Who Needs Facts, We've Got a Poll!

A recent poll on CNN.com reveals that 74% of all Americans believe that the US economy is in a recession, and nearly 90% of self-identified Democrats believe it so.  However, what that poll doesn't ask is what percentage of those polled actually know what the definition of a recession is, or on what specific economic indicators the recession opinions are based.

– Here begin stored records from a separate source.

//! Forecast output series and meal composition inputs

use crate::category::Frequency;
use crate::error::{ForecastError, Result};
use chrono::NaiveDateTime;
use serde::{Deserialize, Serialize};

/// Time-indexed output of a series model.
///
/// A model may emit several named components per step (e.g. waste per
/// area); `values[step][component]` follows the order of `components`.
#[derive(Debug, Clone, PartialEq)]
pub struct ForecastSeries {
    /// Timestamps, ascending
    timestamps: Vec<NaiveDateTime>,
    /// Names of the emitted components
    components: Vec<String>,
    /// Row-major values, one row per timestamp
    values: Vec<Vec<f64>>,
}

/// One step of a [`ForecastSeries`]
#[derive(Debug, Clone, Copy, PartialEq)]
pub struct TimeIndexedSample<'a> {
    pub timestamp: NaiveDateTime,
    pub values: &'a [f64],
}

impl ForecastSeries {
    /// Create a new series, validating its shape
    pub fn new(
        timestamps: Vec<NaiveDateTime>,
        components: Vec<String>,
        values: Vec<Vec<f64>>,
    ) -> Result<Self> {
        if components.is_empty() {
            return Err(ForecastError::Prediction(
                "Series must have at least one component".to_string(),
            ));
        }

        if values.len() != timestamps.len() {
            return Err(ForecastError::Prediction(format!(
                "Values length ({}) doesn't match timestamps length ({})",
                values.len(),
                timestamps.len()
            )));
        }

        if let Some(row) = values.iter().find(|row| row.len() != components.len()) {
            return Err(ForecastError::Prediction(format!(
                "Step has {} values but the series has {} components",
                row.len(),
                components.len()
            )));
        }

        Ok(Self {
            timestamps,
            components,
            values,
        })
    }

    /// Create a series from per-component columns, generating the time index
    /// from `start` at the given `frequency`
    pub fn from_columns(
        start: NaiveDateTime,
        frequency: Frequency,
        components: Vec<String>,
        columns: Vec<Vec<f64>>,
    ) -> Result<Self> {
        let steps = columns.first().map_or(0, Vec::len);
        if columns.iter().any(|column| column.len() != steps) {
            return Err(ForecastError::Prediction(
                "Component columns have different lengths".to_string(),
            ));
        }

        let timestamps = time_index(start, frequency, steps)?;
        let values = (0..steps)
            .map(|step| columns.iter().map(|column| column[step]).collect())
            .collect();

        Self::new(timestamps, components, values)
    }

    pub fn len(&self) -> usize {
        self.timestamps.len()
    }

    pub fn is_empty(&self) -> bool {
        self.timestamps.is_empty()
    }

    pub fn timestamps(&self) -> &[NaiveDateTime] {
        &self.timestamps
    }

    pub fn components(&self) -> &[String] {
        &self.components
    }

    /// Iterate the steps in time order
    pub fn samples(&self) -> impl Iterator<Item = TimeIndexedSample<'_>> + '_ {
        self.timestamps
            .iter()
            .zip(self.values.iter())
            .map(|(timestamp, values)| TimeIndexedSample {
                timestamp: *timestamp,
                values,
            })
    }

    /// The final step, if any
    pub fn last(&self) -> Option<TimeIndexedSample<'_>> {
        self.samples().last()
    }

    /// Position of a named component
    pub fn component_index(&self, name: &str) -> Result<usize> {
        self.components
            .iter()
            .position(|component| component == name)
            .ok_or_else(|| {
                ForecastError::Prediction(format!(
                    "Series has no component '{}' (available: {})",
                    name,
                    self.components.join(", ")
                ))
            })
    }

    /// Values of a named component across all steps
    pub fn component(&self, name: &str) -> Result<Vec<f64>> {
        let index = self.component_index(name)?;
        Ok(self.values.iter().map(|row| row[index]).collect())
    }

    /// Whether each timestamp is later than the previous one
    pub fn is_strictly_increasing(&self) -> bool {
        self.timestamps.windows(2).all(|pair| pair[0] < pair[1])
    }
}

/// Generate `steps` timestamps starting at `start`
pub fn time_index(
    start: NaiveDateTime,
    frequency: Frequency,
    steps: usize,
) -> Result<Vec<NaiveDateTime>> {
    let mut timestamps = Vec::with_capacity(steps);
    let mut current = start;

    for step in 0..steps {
        if step > 0 {
            current = frequency.advance(current).ok_or_else(|| {
                ForecastError::Prediction("Time index overflowed the calendar".to_string())
            })?;
        }
        timestamps.push(current);
    }

    Ok(timestamps)
}

/// Names of the meal features, in model input order
pub const MEAL_FEATURES: [&str; 5] = ["fish", "chicken", "vegetarian", "meat", "vegan"];

/// Hypothetical number of portions sold per meal type
#[derive(Debug, Clone, Copy, PartialEq, Default, Serialize, Deserialize)]
pub struct MealComposition {
    pub fish: f64,
    pub chicken: f64,
    pub vegetarian: f64,
    pub meat: f64,
    pub vegan: f64,
}

impl MealComposition {
    /// Create a composition, rejecting negative or non-finite counts
    pub fn new(fish: f64, chicken: f64, vegetarian: f64, meat: f64, vegan: f64) -> Result<Self> {
        let composition = Self {
            fish,
            chicken,
            vegetarian,
            meat,
            vegan,
        };
        composition.validate()?;
        Ok(composition)
    }

    pub fn validate(&self) -> Result<()> {
        for (name, value) in MEAL_FEATURES.iter().zip(self.to_features()) {
            if !value.is_finite() || value < 0.0 {
                return Err(ForecastError::InvalidParameter(format!(
                    "Meal count '{}' must be a non-negative number, got {}",
                    name, value
                )));
            }
        }
        Ok(())
    }

    /// Feature vector in [`MEAL_FEATURES`] order
    pub fn to_features(&self) -> [f64; 5] {
        [self.fish, self.chicken, self.vegetarian, self.meat, self.vegan]
    }
}

#[cfg(test)]
mod tests {
    use super::*;
    use chrono::NaiveDate;

    fn start() -> NaiveDateTime {
        NaiveDate::from_ymd_opt(2024, 5, 9)
            .unwrap()
            .and_hms_opt(10, 0, 0)
            .unwrap()
    }

    #[test]
    fn test_from_columns_builds_rows() {
        let series = ForecastSeries::from_columns(
            start(),
            Frequency::Hourly,
            vec!["a".to_string(), "b".to_string()],
            vec![vec![1.0, 2.0, 3.0], vec![4.0, 5.0, 6.0]],
        )
        .unwrap();

        assert_eq!(series.len(), 3);
        assert_eq!(series.last().unwrap().values, &[3.0, 6.0]);
        assert_eq!(series.component("b").unwrap(), vec![4.0, 5.0, 6.0]);
        assert!(series.is_strictly_increasing());
        assert_eq!(series.timestamps()[2], start() + chrono::Duration::hours(2));
    }

    #[test]
    fn test_new_rejects_ragged_rows() {
        let result = ForecastSeries::new(
            vec![start()],
            vec!["a".to_string(), "b".to_string()],
            vec![vec![1.0]],
        );
        assert!(matches!(result, Err(ForecastError::Prediction(_))));
    }

    #[test]
    fn test_missing_component_is_reported() {
        let series =
            ForecastSeries::new(vec![start()], vec!["a".to_string()], vec![vec![1.0]]).unwrap();
        let err = series.component("z").unwrap_err();
        assert!(err.to_string().contains("'z'"));
    }

    #[test]
    fn test_meal_composition_validation() {
        assert!(MealComposition::new(1.0, 2.0, 3.0, 4.0, 5.0).is_ok());
        assert!(MealComposition::new(-1.0, 0.0, 0.0, 0.0, 0.0).is_err());
        assert!(MealComposition::new(0.0, f64::NAN, 0.0, 0.0, 0.0).is_err());
        assert_eq!(
            MealComposition::new(1.0, 2.0, 3.0, 4.0, 5.0).unwrap().to_features(),
            [1.0, 2.0, 3.0, 4.0, 5.0]
        );
    }
}
//! Core state types for the N-body simulation.
//!
//! - `BodyState`   one body's position and velocity at a single instant
//! - `SystemState` the snapshot of every body, indexed in the simulator's body order,
//!   together with the elapsed simulated time `t`
//!
//! Snapshots are replaced wholesale by the integrators, never edited in place mid-step.

use super::vector::NVec3;

#[derive(Debug, Clone, Copy, PartialEq)]
pub struct BodyState {
    pub x: NVec3, // position [AU]
    pub v: NVec3, // velocity [AU/day]
}

impl BodyState {
    pub fn new(x: NVec3, v: NVec3) -> Self {
        Self { x, v }
    }
}

#[derive(Debug, Clone, PartialEq)]
pub struct SystemState {
    pub bodies: Vec<BodyState>, // one entry per body, same order as the mass table
    pub t: f64, // elapsed time [days]
}

impl SystemState {
    pub fn len(&self) -> usize {
        self.bodies.len()
    }

    pub fn is_empty(&self) -> bool {
        self.bodies.is_empty()
    }
}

Certainly the economic news has been mostly negative over the past several months.  The collapse of the "sub prime" mortgage market and prices in certain housing market has had repercussions throughout the economy.  Economic growth, while strong through most of last year, ground to a near halt in the 4th quarter, growing by only 0.6%.  According to the preliminary reports from the Department of Labor, the payroll employment report (one of two different employment reports undertaken by the Labor Department; the finalized payroll report and the household survey results were not available at the time of this posting) showed a net loss of 63,000 jobs, following a January loss of 22,000 jobs.  The dollar has hit all-time lows against the Euro and 14-year lows against the Japanese Yen.  Producer prices as measured by the Producer Price Index, were up, stoking inflation concerns.  Just this past weekend, venerable investment bank Bear Stearns was swallowed up by JP Morgan Chase in a deal facilitated by the Federal Reserve and the Treasury Department (although not funded by the government nor a "bailout" of Bear Stearns, as it is widely described).  Home foreclosures are up.

All the economic news is not negative, however.  The 4th quarter 2007 growth, while not stellar, was the 25th consecutive quarter of economic growth since the 3rd quarter of 2001 — the quarter in which 9/11 occurred.  The unemployment rate fell slightly between December 2007 and February 2008, from 5.0% to 4.8% (the 60-year average for US unemployment is 5.6%).  The net job losses followed 52 consecutive months of job increases; from September 2003 to December 2007, nearly 8.3 million jobs were added to the economy.  Hourly wages were up for the 53 consecutive month in February, and productivity rose as well.  Consumer prices as measured by the Consumer Price Index remained steady, and exports increased.

[Note:  All economic data presented are official government reports available at www.bls.gov and www.bea.gov.  All referenced wage and GDP data are presented in constant-dollar terms to discount the effect of inflation.]

So the data would suggest that while there are real problems in the economy, it certainly isn't in dire straits.  But lost in all the numbers is a simple question:  exactly what is a recession?  Campaigning for President in 1980, Ronald Reagan used to joke that "a recession is when your neighbor loses his job, a depression is when you lose yours, and recovery is when Jimmy Carter loses his".  Given the double digit inflation, interest rates, and unemployment rates that characterized the mid-to-late 1970s economy, that was an apt description.  Economists, however, have a more specific definition:  a recession is two consecutive quarters of negative economic growth, what Seinfeld's George Costanza might call economic "shrinkage".

In 2000 and 2001, negative economic growth occurred in 3 of the 8 quarters; however, none of the negative quarters were consecutive.  Therefore, while the economy was certainly not strong following the tech bubble burst, there was not a recession under the official definition.  The last actual recession occurred in the 4th quarter of 1990 and the 1st quarter of 1991.  Unemployment peaked in June of 1992 at 7.8% (it has not been higher than 6.6% since then).

So if people do believe we are in a recession, what is the basis?  It is possible that 1st quarter 2008 GDP growth will be negative; if the economy shrinks again in the 2nd quarter of 2008, then the poll respondents are correct:  we are in a recession at this moment.  However, the data are at best inconclusive in this regard, and the earliest we could make a definitive recession claim would be when the 2nd quarter numbers are released — in July.  An interesting side question to the polling would be whether or not the respondent knows the actual definition of a recession, and on what specific economic indicators are they basing their decision.  Of course, that would require facts rather than pure opinion, and who needs facts when we can take a poll?